I worked for the Fraud Unit of the Attorney General’s office in college. It was a great experience and helped me learn about the law and discern whether or not I was called to be an attorney. We followed up on consumer complaints. A few of my cases went to court where the State and consumers won. This was the front line of the AG’s office and got us a lot of positive press. Imagine my reaction when I was told to meet with a manager of the Weights and Measures division – boooooring! And, when I met with the middle-aged manager, he said up front, “You Fraud Unit guys always think what we do is boring.” True, I did. But then he asked, “The last time you put fuel in car, how much did you put in?” I told him it was eight gallons. He then asked, “How do you know you put in eight gallons? What if it really was 7 gallons, or six and a half?” He paused and then said, “but I bet you paid for eight gallons.” He said that someday I would want to buy a house and would compare homes with similar square footage. How would I know that one 1,800 square foot home is the same size as another 1,800 square foot home. How could I know?
Later on, I worked for a home electronics retail company (it was not as glamorous as the Fraud Unit, but paid better).

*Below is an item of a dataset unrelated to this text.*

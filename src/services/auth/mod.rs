pub mod token_service;
pub mod auth_service;

pub use token_service::*;
pub use auth_service::*;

I quickly figured out that not all measurements were the same in the industry. Most people thought that a 30 inch television was measured across, not diagonally. Very few realized some manufacturers include the plastic border in their measurement. Likewise, some 100 watt stereos were twice as loud as other so-called 100 watt stereos. Each manufacturer had a different way to figure how their product compared to others, like wattage, viewable screen size, processing speed, low-light sensitivity, to name a few.
Have you noticed lately that it is difficult to buy a pound of bacon? It’s easy to find 12.5 ounces in one package, but not one pound. Have you noticed that food manufacturers seem to be putting empty space in their containers to make their boxes look bigger but their product remains the same? At a Fourth of July party a couple of years ago, a friend was excited about the good deal he got on a six pack of beer only to find out that they were 9.8 ounce cans. I found out today that ground beef has ice mixed into it. Ice. Some mixes put in 20% ice. When you pay $5 for a pound of ground beef, some is water, not meat. Or how about the Hershey’s new “air delight” chocolate bar. Yeah, it’s literally air mixed into the chocolate – less chocolate, more air, same price.
This is not how it is with God’s love and God’s promises. When God promises peace, it’s not a container with 32% air and 68% peace – it’s all full of peace. When God became human it wasn’t mostly human, with additives, corn syrup, and maltodextrin (whatever that is). When Jesus says he loves you, it’s not with ice mixed in to increase the weight, it’s not including some of the love for your neighbor, it’s all you and God’s love. And yes, I do add water to the chalice of wine before our Eucharist celebration, but it’s not to water down God’s love – it’s out of tradition. I don’t think there’s anything I could do to water down God’s love out of the chalice. When Jesus said, “Do this in remembrance of me,” it’s all in there.
As the weights and measures of our economy seem to be in flux, please remember that God’s love for you remains the same today as it was on the day you were born – 100%.